But there will be no reparation as rape can not be undone. Rape can not be remediated like the return of stolen goods could remediate a theft.
No remediation.
No reparation.
Only just punishment can even the scales of justice.
C.T. Phipps liked this
Covenant groaned inwardly. Foamfollower had been his friend—and yet he had not even said goodbye to the Giant when they had parted. He felt an acute regret. He wanted to see Foamfollower again, wanted to apologize.
I don't get why Covenant is both heavily emotionally invested in certain characters like Foamfollower, and yet maintains his belief that 'the Land,' is an unconscious/unwilling fantasy creation of his own mind.
Wouldn't it be more natural to take the Land as real (given its vivid and consistent reality) and align emotional investment with rational belief, or contrawise, disengage emotionally from everything in the Land as merely an figment of his own creation imposed upon him by his own tortured mind.
Because Covenant's refusal to believe in the vivid reality of the Land (which his emotional response is telling him is true) is so mis-aligned with his emotions, it undercuts the validity of both the belief and his emotional response.
Like an irresistable force (the Land) working against an immovable object (Covenant's disbelief) they cancel each other out.
In the context in which Covenant is operating - this self-cancellation subverts the possibility of reader immersion into the narrative.
This mismatch between vividly experienced reality (the Land) and belief (all a crazy dream) operates like a deep plot hole.
But that argument reminded Covenant bitterly that he was less capable of help than anyone in the Land.
Especially since he stuck the magic sword (Krill) into a stone.
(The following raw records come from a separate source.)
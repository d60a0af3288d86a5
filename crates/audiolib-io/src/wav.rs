//! WAV file reading and writing.
//!
//! Container parsing is delegated to `hound`; sample codes are routed
//! through the PCM converter one channel at a time.

use crate::pcm::{PcmEncoding, float_to_signed, to_float};
use crate::{Error, Result};
use hound::{WavReader, WavWriter};
use std::path::{Path, PathBuf};

/// Widest PCM word stored as unsigned offset-binary in WAV files.
const UNSIGNED_PCM_MAX_BITS: u16 = 8;

/// Integer PCM widths [`write_wav`] can encode.
pub const WRITABLE_PCM_BITS: [u16; 3] = [16, 24, 32];

/// WAV audio encoding format.
#[derive(Debug, Clone, Copy, PartialEq, Eq)]
pub enum WavFormat {
    /// Two's complement integer samples (9 bits and wider).
    SignedPcm,
    /// Offset-binary integer samples (8 bits and narrower).
    UnsignedPcm,
    /// IEEE 754 floating-point samples.
    IeeeFloat,
}

impl WavFormat {
    fn from_spec(spec: &hound::WavSpec) -> Self {
        match spec.sample_format {
            hound::SampleFormat::Float => WavFormat::IeeeFloat,
            hound::SampleFormat::Int if spec.bits_per_sample <= UNSIGNED_PCM_MAX_BITS => {
                WavFormat::UnsignedPcm
            }
            hound::SampleFormat::Int => WavFormat::SignedPcm,
        }
    }
}

impl std::fmt::Display for WavFormat {
    fn fmt(&self, f: &mut std::fmt::Formatter<'_>) -> std::fmt::Result {
        match self {
            WavFormat::SignedPcm => write!(f, "signed PCM"),
            WavFormat::UnsignedPcm => write!(f, "unsigned PCM"),
            WavFormat::IeeeFloat => write!(f, "IEEE float"),
        }
    }
}

/// WAV file metadata extracted without loading sample data.
#[derive(Debug, Clone)]
pub struct WavInfo {
    /// Number of audio channels.
    pub channels: u16,
    /// Sample rate in Hz.
    pub sample_rate: u32,
    /// Bit depth per sample.
    pub bits_per_sample: u16,
    /// Total number of sample frames (samples per channel).
    pub num_frames: u64,
    /// Duration in seconds.
    pub duration_secs: f64,
    /// Sample encoding.
    pub format: WavFormat,
}

/// Read WAV metadata without loading sample data.
pub fn read_wav_info<P: AsRef<Path>>(path: P) -> Result<WavInfo> {
    let reader = WavReader::open(path)?;
    let spec = reader.spec();
    let num_frames = reader.duration() as u64;

    Ok(WavInfo {
        channels: spec.channels,
        sample_rate: spec.sample_rate,
        bits_per_sample: spec.bits_per_sample,
        num_frames,
        duration_secs: num_frames as f64 / spec.sample_rate as f64,
        format: WavFormat::from_spec(&spec),
    })
}

/// Decoded audio: one normalized buffer per channel.
#[derive(Debug, Clone, PartialEq)]
pub struct WavData {
    /// Sample rate in Hz.
    pub sample_rate: u32,
    /// Per-channel samples in `[-1.0, 1.0]`.
    pub channels: Vec<Vec<f64>>,
}

impl WavData {
    /// Create from per-channel buffers.
    pub fn new(sample_rate: u32, channels: Vec<Vec<f64>>) -> Self {
        Self {
            sample_rate,
            channels,
        }
    }

    /// Create a single-channel recording.
    pub fn mono(sample_rate: u32, samples: Vec<f64>) -> Self {
        Self::new(sample_rate, vec![samples])
    }

    /// Number of channels.
    pub fn num_channels(&self) -> usize {
        self.channels.len()
    }

    /// Samples per channel (0 when there are no channels).
    pub fn num_frames(&self) -> usize {
        self.channels.first().map_or(0, Vec::len)
    }

    /// Duration in seconds.
    pub fn duration_secs(&self) -> f64 {
        self.num_frames() as f64 / self.sample_rate as f64
    }

    /// Borrow one channel.
    pub fn channel(&self, index: usize) -> Option<&[f64]> {
        self.channels.get(index).map(Vec::as_slice)
    }

    fn check_shape(&self) -> Result<()> {
        if self.channels.is_empty() {
            return Err(Error::InvalidArgument("no channels to write".to_string()));
        }
        let expected = self.num_frames();
        for (i, channel) in self.channels.iter().enumerate() {
            if channel.len() != expected {
                return Err(Error::ShapeMismatch {
                    what: format!("channel {i}"),
                    expected,
                    actual: channel.len(),
                });
            }
        }
        Ok(())
    }
}

/// Split interleaved frames into per-channel buffers.
fn deinterleave(interleaved: &[f64], channels: usize) -> Vec<Vec<f64>> {
    let frames = interleaved.len() / channels;
    let mut out = vec![Vec::with_capacity(frames); channels];
    for frame in interleaved.chunks_exact(channels) {
        for (channel, &sample) in out.iter_mut().zip(frame) {
            channel.push(sample);
        }
    }
    out
}

/// Read a WAV file and return normalized samples per channel.
///
/// Integer files are routed through the converter per channel: 8-bit files
/// hold unsigned codes, wider files signed codes. Float files pass through.
///
/// # Example
/// ```ignore
/// let data = read_wav("input.wav")?;
/// println!("Loaded {} frames at {} Hz", data.num_frames(), data.sample_rate);
/// ```
pub fn read_wav<P: AsRef<Path>>(path: P) -> Result<WavData> {
    let reader = WavReader::open(path)?;
    let spec = reader.spec();
    let num_channels = spec.channels as usize;
    let bits = spec.bits_per_sample;
    if num_channels == 0 {
        return Err(Error::InvalidArgument("WAV file declares zero channels".to_string()));
    }

    let channels = match WavFormat::from_spec(&spec) {
        WavFormat::IeeeFloat => {
            let samples = reader
                .into_samples::<f32>()
                .map(|s| s.map(f64::from))
                .collect::<std::result::Result<Vec<_>, _>>()?;
            deinterleave(&samples, num_channels)
        }
        format => {
            let codes = reader
                .into_samples::<i32>()
                .map(|s| s.map(f64::from))
                .collect::<std::result::Result<Vec<_>, _>>()?;
            let encoding = if format == WavFormat::UnsignedPcm {
                PcmEncoding::Unsigned
            } else {
                PcmEncoding::Signed
            };
            // hound re-centres unsigned codes; restore the stored offset.
            let offset = match encoding {
                PcmEncoding::Unsigned => (1u32 << bits.saturating_sub(1)) as f64,
                PcmEncoding::Signed => 0.0,
            };
            deinterleave(&codes, num_channels)
                .into_iter()
                .map(|channel| {
                    let raw: Vec<f64> = channel.into_iter().map(|c| c + offset).collect();
                    to_float(&raw, bits, encoding)
                })
                .collect::<Result<Vec<_>>>()?
        }
    };

    tracing::debug!(
        channels = num_channels,
        sample_rate = spec.sample_rate,
        bits,
        "read_wav"
    );

    Ok(WavData::new(spec.sample_rate, channels))
}

/// Read several WAV files, keeping each path alongside its data.
pub fn read_wavs<I, P>(paths: I) -> Result<Vec<(PathBuf, WavData)>>
where
    I: IntoIterator<Item = P>,
    P: AsRef<Path>,
{
    paths
        .into_iter()
        .map(|p| {
            let path = p.as_ref().to_path_buf();
            read_wav(&path).map(|data| (path, data))
        })
        .collect()
}

/// Target encoding for [`write_wav`].
#[derive(Debug, Clone, Copy, PartialEq, Eq)]
pub enum SampleFormat {
    /// Integer PCM of the given width.
    Pcm {
        /// Bits per sample.
        bits: u16,
    },
    /// 32-bit IEEE float.
    Float,
}

impl Default for SampleFormat {
    fn default() -> Self {
        SampleFormat::Pcm { bits: 16 }
    }
}

impl SampleFormat {
    /// Check that [`write_wav`] can encode this format.
    ///
    /// Widths of 8 bits or fewer are stored unsigned, which the converter
    /// does not produce, and give [`Error::NotImplemented`]. Any other width
    /// outside [`WRITABLE_PCM_BITS`] is an [`Error::InvalidArgument`].
    pub fn check_writable(self) -> Result<()> {
        match self {
            SampleFormat::Float => Ok(()),
            SampleFormat::Pcm { bits } if WRITABLE_PCM_BITS.contains(&bits) => Ok(()),
            SampleFormat::Pcm { bits } if (1..=UNSIGNED_PCM_MAX_BITS).contains(&bits) => {
                Err(Error::NotImplemented("float to unsigned PCM conversion"))
            }
            SampleFormat::Pcm { bits } => Err(Error::InvalidArgument(format!(
                "cannot write {bits}-bit PCM, supported widths are 16, 24 and 32"
            ))),
        }
    }
}

/// Write per-channel samples to a WAV file.
///
/// The format is checked with [`SampleFormat::check_writable`] and the
/// channels with their shape before the file is created, so a rejected
/// write leaves nothing on disk.
pub fn write_wav<P: AsRef<Path>>(path: P, data: &WavData, format: SampleFormat) -> Result<()> {
    data.check_shape()?;
    format.check_writable()?;

    let channels = data.num_channels();
    let (bits_per_sample, sample_format) = match format {
        SampleFormat::Float => (32, hound::SampleFormat::Float),
        SampleFormat::Pcm { bits } => (bits, hound::SampleFormat::Int),
    };
    let spec = hound::WavSpec {
        channels: channels as u16,
        sample_rate: data.sample_rate,
        bits_per_sample,
        sample_format,
    };

    match format {
        SampleFormat::Float => {
            let mut writer = WavWriter::create(path, spec)?;
            for i in 0..data.num_frames() {
                for channel in &data.channels {
                    writer.write_sample(channel[i] as f32)?;
                }
            }
            writer.finalize()?;
        }
        SampleFormat::Pcm { bits } => {
            let codes = data
                .channels
                .iter()
                .map(|c| float_to_signed(c, bits))
                .collect::<Result<Vec<_>>>()?;

            let mut writer = WavWriter::create(path, spec)?;
            for i in 0..data.num_frames() {
                for channel in &codes {
                    writer.write_sample(channel[i])?;
                }
            }
            writer.finalize()?;
        }
    }

    tracing::debug!(channels, bits_per_sample, "write_wav");
    Ok(())
}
Is it still there ... locked in the stone?
Ok, Covenant feels helpless because he can't control the 'white gold,' but does he ever ask anyone for help learning to use it?
Why doesn't Elena or Mhoram or any of the other lords simply sit down and go, "Right, let's work with Covenant to work out how to use the 'white gold.'"
No one thinks of this simple approach because everyone is as thick as two short planks. Really???
That Covenant could not refuse; he was too ashamed of his essential impotence, too angry. Kicking himself vehemently into motion, he strode out of his suite.
Only a short time before he activated a magic sword no one else could activate and thrust it into a rock.
And he assumes he is impotent, despite powerful evidence to the contrary.
Totally incoherent.
If he did, he would soon come to resemble Hile Troy—a man so overwhelmed by the power, of sight that he could not perceive the blindness of his desire to assume responsibility for the Land. That would be suicide for a leper. If he failed, he would die.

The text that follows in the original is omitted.